I was raised in the village further up the road — where my mother’s second eldest sister — the only Christian in the family — taught Sunday School. I had no idea that there were other prayers which I didn’t know of, and rituals like those I was witnessing then.
The village I grew up in was a very close-knit community. Everybody knew everybody else, and children from the village were sent by their parents to the Sunday School my aunt taught, along with a Bajan woman who we all called “Mother” simply because she was a mother to all. We sang songs, were told interesting stories, and learnt verses from the Holy Bible — a book I learnt to respect and treasure from a very early age.
Every night my mother’s eldest sister who lived with my other grandmother’s home, would recite the 23rd Psalm and it became the first entire Psalm I knew very well. Psalm 121 and Psalm 1 were memorised right after. I was now turning nine years old then.
However, this aunt, my favorite auntie, my father’s sister, seemed really pleased with me for following her around that morning. I had taken an early morning bath myself, plucked two or three roses from her bounteous colourful flower garden, to pray with her.
She was tall, beautiful, with the most beguiling eyes I ever saw. Everybody said that I resembled her, and so I felt quite smug and pretty myself, since at home I was never called pretty or beautiful or anything of the sort, except for some sparse compliments from my father when my mother was out of earshot.
She wore a white and dark blue floral printed dress that morning and had a piece of lace white cloth to cover her head whilst she knelt in front of the jhandi. I wore a green shorts and a coloured stripe top.
My grandmother had interjected, as I knelt with my hands cupping the flowers I held. “Why you don’t lend her one of your orhnis?” She asked Auntie Rosie. “Oh yes!” Auntie replied. Then turning to me she went on. “You have to cover your head. You want an orhni?” I had no idea what an orhni was and what the fuss was about. It didn’t matter to me but I said yes. And so I was given a white chiffon piece of cloth to place over my head.
As I knelt beside my aunt I watched her face. She held the flowers in her hand so I followed suit. Her eyes were closed and her lips moved, but she whispered her prayer so I bowed my head, with the flowers cupped in my hands as I started to whisper my prayer too. When I was done I opened my eyes to see she had placed the flowers on the ground so I placed mines as well, and raised up from the kneeling position. She looked at me pleased and smiling.
Then I heard my grandmother, “You pray?” Her brows close together as she scrutinised my face. I nodded and then remembered the Bajan woman had always told me to speak and do not shake my head, so I followed with, “Yes, I pray.”
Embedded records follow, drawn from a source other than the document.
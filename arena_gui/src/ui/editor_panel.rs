//! Editor Panel (Right)
//!
//! Toolbar (Submit, Run Code, language picker, theme picker) above the
//! code editor. The editor is configured from the workspace snapshot on
//! every render; changing the language or theme only changes the snapshot.

use iced::highlighter;
use iced::widget::{button, column, container, pick_list, row, text, text_editor, Space};
use iced::{Alignment, Element, Length, Padding};

use arena_core::editor::EditorTheme;
use arena_core::LayoutSnapshot;

use crate::{App, Message};
use super::description_panel::portion;

/// Render the editor panel
pub fn view_editor_panel<'a>(app: &'a App, view: &LayoutSnapshot) -> Element<'a, Message> {
    let content = column![
        view_toolbar(app, view.editor.theme),
        view_editor(app, view),
    ]
    .spacing(4);

    container(content)
        .width(Length::FillPortion(portion(view.widths.right_percent)))
        .height(Length::Fill)
        .style(container::bordered_box)
        .padding(5)
        .into()
}

/// Submit/Run buttons and the language and theme pickers
fn view_toolbar(app: &App, theme: EditorTheme) -> Element<'_, Message> {
    let languages = app.workspace.languages().options();

    row![
        button(text("Submit").size(11))
            .on_press(Message::Submit)
            .padding(Padding::from([4, 8]))
            .style(button::success),
        button(text("Run Code").size(11))
            .on_press(Message::Run)
            .padding(Padding::from([4, 8]))
            .style(button::secondary),
        pick_list(languages, app.workspace.language_option().cloned(), Message::LanguageSelected)
            .width(Length::Fixed(130.0))
            .text_size(11),
        pick_list(&EditorTheme::ALL[..], Some(theme), Message::ThemeSelected)
            .width(Length::Fixed(120.0))
            .text_size(11),
        Space::new().width(Length::Fill),
        button(text("Open Problem").size(11))
            .on_press(Message::OpenProblem)
            .padding(Padding::from([4, 8]))
            .style(button::secondary),
    ]
    .spacing(6)
    .padding(Padding::from([4, 8]))
    .align_y(Alignment::Center)
    .into()
}

/// Code editor configured from the snapshot
fn view_editor<'a>(app: &'a App, view: &LayoutSnapshot) -> Element<'a, Message> {
    let syntax = app
        .workspace
        .language_option()
        .map(|option| option.syntax().to_string())
        .unwrap_or_else(|| view.editor.language.to_string());

    let editor = text_editor(&app.code)
        .on_action(Message::CodeEdited)
        .highlight(&syntax, highlighter_theme(view.editor.theme))
        .size(f32::from(view.features.font_size))
        .height(Length::Fill);

    let mut panel = column![editor].spacing(2);

    if view.features.show_line_numbers {
        panel = panel.push(
            text(format!("{} lines", app.code.line_count()))
                .size(10)
                .color([0.5, 0.5, 0.5]),
        );
    }

    panel.into()
}

/// Closest bundled highlighter palette for each editor theme
fn highlighter_theme(theme: EditorTheme) -> highlighter::Theme {
    match theme {
        EditorTheme::Monokai => highlighter::Theme::Base16Mocha,
        EditorTheme::Github => highlighter::Theme::InspiredGitHub,
        EditorTheme::GithubDark => highlighter::Theme::Base16Ocean,
    }
}
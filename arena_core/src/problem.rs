//! # Problem Documents
//!
//! A problem as supplied by the data-loading side: a title, the raw
//! statement markup (untrusted, sanitized before display) and optional
//! starter code keyed by language value.
//!
//! ## Example
//!
//! ```rust
//! use arena_core::problem::Problem;
//!
//! let problem = Problem::new("Two Sum", "Return the indices of two numbers.");
//! let json = serde_json::to_string(&problem).unwrap();
//! assert!(json.contains("Two Sum"));
//! ```

use std::collections::BTreeMap;

use serde::{Deserialize, Serialize};

use crate::sanitize::{sanitize, SafeContent};

/// File extension for problem documents
pub const PROBLEM_EXTENSION: &str = "json";

/// A problem statement plus per-language starter code
#[derive(Debug, Clone, PartialEq, Eq, Serialize, Deserialize)]
pub struct Problem {
    pub title: String,
    /// Raw markdown with optional inline HTML
    #[serde(alias = "description", alias = "descriptionText")]
    pub statement: String,
    /// Starter code keyed by language registry value
    #[serde(default, skip_serializing_if = "BTreeMap::is_empty")]
    pub starter_code: BTreeMap<String, String>,
}

impl Problem {
    pub fn new(title: impl Into<String>, statement: impl Into<String>) -> Self {
        Self {
            title: title.into(),
            statement: statement.into(),
            starter_code: BTreeMap::new(),
        }
    }

    pub fn with_starter_code(mut self, language: impl Into<String>, code: impl Into<String>) -> Self {
        self.starter_code.insert(language.into(), code.into());
        self
    }

    /// Starter code for a language, empty if none was supplied
    pub fn starter_code_for(&self, language: &str) -> &str {
        self.starter_code.get(language).map(String::as_str).unwrap_or_default()
    }

    /// Sanitized statement, ready for the markdown renderer
    pub fn safe_statement(&self) -> SafeContent {
        sanitize(&self.statement)
    }

    /// Bundled problem shown when nothing else is loaded
    pub fn sample() -> Self {
        Problem::new("Two Sum", SAMPLE_STATEMENT)
            .with_starter_code(
                "javascript",
                "function twoSum(nums, target) {\n    // your code here\n}\n",
            )
            .with_starter_code(
                "python",
                "def two_sum(nums: list[int], target: int) -> list[int]:\n    pass\n",
            )
            .with_starter_code(
                "java",
                "class Solution {\n    public int[] twoSum(int[] nums, int target) {\n        return new int[0];\n    }\n}\n",
            )
            .with_starter_code(
                "c_cpp",
                "#include <vector>\n\nstd::vector<int> twoSum(std::vector<int>& nums, int target) {\n    return {};\n}\n",
            )
    }
}

const SAMPLE_STATEMENT: &str = r#"# Two Sum

Given an array of integers `nums` and an integer `target`, return the
*indices* of the two numbers such that they add up to `target`.

You may assume that each input has **exactly one** solution, and you may not
use the same element twice.

## Example

```
Input: nums = [2, 7, 11, 15], target = 9
Output: [0, 1]
```

## Constraints

- `2 ≤ nums.length ≤ 10^4`
- `-10^9 ≤ nums[i] ≤ 10^9`
- Only one valid answer exists.
"#;

#[cfg(test)]
mod tests {
    use super::*;

    #[test]
    fn test_starter_code_lookup() {
        let problem = Problem::sample();
        assert!(problem.starter_code_for("python").contains("def two_sum"));
        assert_eq!(problem.starter_code_for("cobol"), "");
    }

    #[test]
    fn test_description_alias() {
        let json = r#"{"title": "Echo", "descriptionText": "<p>say it back</p>"}"#;
        let problem: Problem = serde_json::from_str(json).unwrap();
        assert_eq!(problem.statement, "<p>say it back</p>");
        assert!(problem.starter_code.is_empty());
    }

    #[test]
    fn test_safe_statement_strips_scripts() {
        let problem = Problem::new("X", "<script>alert(1)</script>Read **carefully**.");
        let safe = problem.safe_statement();
        assert_eq!(safe.as_str(), "Read **carefully**.");
    }

    #[test]
    fn test_sample_statement_survives_sanitization() {
        let problem = Problem::sample();
        let safe = problem.safe_statement();
        assert!(safe.as_str().starts_with("# Two Sum"));
        assert!(safe.as_str().contains("## Constraints"));
    }
}
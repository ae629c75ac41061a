//! Tab bar for the description panel

use iced::widget::{button, row, text, Row};
use iced::{Element, Padding};

use arena_core::Tab;

use crate::Message;

/// Render one button per tab, highlighting the active one
pub fn view_tab_bar(active: Tab) -> Element<'static, Message> {
    let tabs = Tab::ALL.into_iter().fold(Row::new().spacing(2), |bar, tab| {
        let style = if tab == active {
            button::primary
        } else {
            button::secondary
        };
        bar.push(
            button(text(tab.display_name()).size(11))
                .on_press(Message::TabSelected(tab))
                .padding(Padding::from([4, 10]))
                .style(style),
        )
    });

    row![tabs].padding(Padding::from([4, 0])).into()
}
My aunt looked at me with a more solemn stare, then asked, “You pray? What you say?” I was as confident and bold as a lion and I recited the entire 23rd Psalm then, to which my grandmother exclaimed, “Hare bapre!” which means “Oh my goodness!” in Hindi, but at the time I had no clue what it meant.
I was quite puzzled then. What did I do wrong? I thought I would be punished, then my aunt burst out laughing and hugged me, “That’s okay. The Lord will understand.”
I thought to myself with a smile, “He sure will! He always understands. The Lord is my shepherd, I shall not want…”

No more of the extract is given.